Bentivoglio, animado pelas reflexões de Hayden White sobre a imaginação histórica e a nova filosofia da história (Cf.: WHITE, 2002), argumenta que uma inédita consciência historiográfica emergiria no alvorecer do século XXI, notoriamente pós-moderna e distópica. Isso significaria dizer, que a forma pela qual o historiador trata, enreda, e apresenta o passado que lhe é disponível, seria resultado de uma experiência da história determinada pela produção de um lugar deslocado, impróprio, fora do eixo e hostil, sendo analiticamente sintetizado pela noção de deslugar.
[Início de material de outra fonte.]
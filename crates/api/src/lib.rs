//! HTTP API server for the e-book store.
//!
//! Exposes the Authenticator, Catalog and Shop services under `/api/v1`,
//! with structured logging (tracing) and Prometheus metrics.

pub mod config;
pub mod error;
pub mod middleware;
pub mod routes;
pub mod state;

use std::any::Any;
use std::sync::Arc;

use axum::Router;
use axum::middleware::{from_fn, from_fn_with_state};
use axum::response::{IntoResponse, Response};
use axum::routing::{get, post};
use metrics_exporter_prometheus::PrometheusHandle;
use tower::ServiceBuilder;
use tower_http::catch_panic::CatchPanicLayer;
use tower_http::cors::{Any as AnyOrigin, CorsLayer};
use tower_http::limit::RequestBodyLimitLayer;
use tower_http::timeout::TimeoutLayer;
use tower_http::trace::TraceLayer;

use crate::error::ApiError;
use crate::middleware::RateLimiter;

pub use config::Config;
pub use state::{AppState, HttpSettings};

/// Base path of every API route.
pub const API_PREFIX: &str = "/api/v1";

fn panic_response(panic: Box<dyn Any + Send + 'static>) -> Response {
    let detail = panic
        .downcast_ref::<&str>()
        .map(|s| s.to_string())
        .or_else(|| panic.downcast_ref::<String>().cloned())
        .unwrap_or_default();
    tracing::error!(panic = %detail, "handler panicked");
    ApiError::Panic.into_response()
}

/// Routes reachable without a bearer token.
fn public_routes() -> Router<Arc<AppState>> {
    Router::new()
        .route("/register", post(routes::auth::register))
        .route("/login", post(routes::auth::login))
        .route("/password-reset", post(routes::auth::reset_password))
        .route("/healthcheck", get(routes::health::check))
        .route("/stripe/webhook", post(routes::webhook::stripe))
}

/// Routes that require a valid bearer token.
fn protected_routes(state: Arc<AppState>) -> Router<Arc<AppState>> {
    Router::new()
        .route("/books", get(routes::books::list).post(routes::books::create))
        .route(
            "/books/{id}",
            get(routes::books::get)
                .patch(routes::books::update)
                .delete(routes::books::delete),
        )
        .route("/presign-url", post(routes::books::presign_url))
        .route("/orders", get(routes::orders::list).post(routes::orders::create))
        .route("/orders/{id}", get(routes::orders::get))
        .route(
            "/orders/{id}/items/{item_id}/download",
            get(routes::orders::download),
        )
        .route("/active-cart", get(routes::cart::get))
        .route(
            "/cart/items/{id}",
            post(routes::cart::add_item).delete(routes::cart::remove_item),
        )
        .route_layer(from_fn_with_state(state, middleware::authenticate))
}

/// Creates the Axum application router with all routes and shared state.
///
/// Middleware runs in this order: correlation ID, panic recovery, body
/// limit, CORS, rate limit, request timeout, access log, then
/// authentication on protected routes. Errors are translated by
/// [`ApiError`]'s `IntoResponse` implementation.
pub fn create_app(
    state: Arc<AppState>,
    metrics_handle: PrometheusHandle,
    settings: HttpSettings,
) -> Router {
    let metrics_router = Router::new()
        .route("/metrics", get(routes::metrics::get))
        .with_state(metrics_handle);

    let api = public_routes()
        .merge(protected_routes(state.clone()))
        .with_state(state);

    let limiter = Arc::new(RateLimiter::per_hour(settings.rate_limit_per_hour));

    Router::new()
        .nest(API_PREFIX, api)
        .merge(metrics_router)
        .layer(
            ServiceBuilder::new()
                .layer(from_fn_with_state(
                    settings.request_timeout,
                    middleware::request_context,
                ))
                .layer(TraceLayer::new_for_http())
                .layer(CatchPanicLayer::custom(panic_response))
                .layer(RequestBodyLimitLayer::new(settings.body_limit_bytes))
                .map_request(|req: axum::http::Request<_>| req.map(axum::body::Body::new))
                .layer(
                    CorsLayer::new()
                        .allow_origin(AnyOrigin)
                        .allow_methods(AnyOrigin)
                        .allow_headers(AnyOrigin),
                )
                .layer(from_fn_with_state(limiter, middleware::rate_limit))
                .layer(TimeoutLayer::new(settings.request_timeout))
                .layer(from_fn(middleware::log_response)),
        )
}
O passado, longe de responder a uma verdade absoluta, é desprendido das coerções praticadas pelo método da ciência histórica, para se deslocar em diversos sentidos que lhe são atribuídos por narrativas, representações e simulacros.

Minha hipótese é a de que acompanhamos a emergência de um novo paradigma poético-linguístico, pré-crítico e meta-histórico. E que esse paradigma, no século XXI, é eminentemente distópico. Ou seja, a atual consciência na historiografia é um modo preciso de pensamento, cuja pré-elaboração do enredo de início é, em si mesma desconfiada, seja das capacidades científicas da história, seja das realizações da historiografia, seja das evidencias ou da materialidade do passado, seja das verdades produzidas pela história a ele. O passado tornou-se deslocamento, deslugar (BENTIVOGLIO, 2019, p. 58).

Tal definição de distopia como deslugar, é uma abertura para pensarmos a própria temporalidade do conceito, rompendo sua definição mais comum e imediata, que o coloca como o contrário da utopia. Nesse sentido, distopia não é apenas uma relação temporal distante entre futuro e presente, mas pode se caracterizar como uma irradiação de forças que deslocam um imaginário compartilhado sobre o passado irrevogável, admitindo dessa maneira, sua interferência assombrosa e fantasmagórica no presente. Considera-se, portanto, que a distopia na história remete a espectralidade de um passado-presente (cf: HARTOG, 2013; HUYSSEN, 2014). “A distopia não é uma antiutopia, ela é um deslugar, que não se encontra exatamente no futuro, mas, que pode estar em qualquer lugar, inclusive no presente e no passado” (BENTIVOGLIO, 2019, p. 96).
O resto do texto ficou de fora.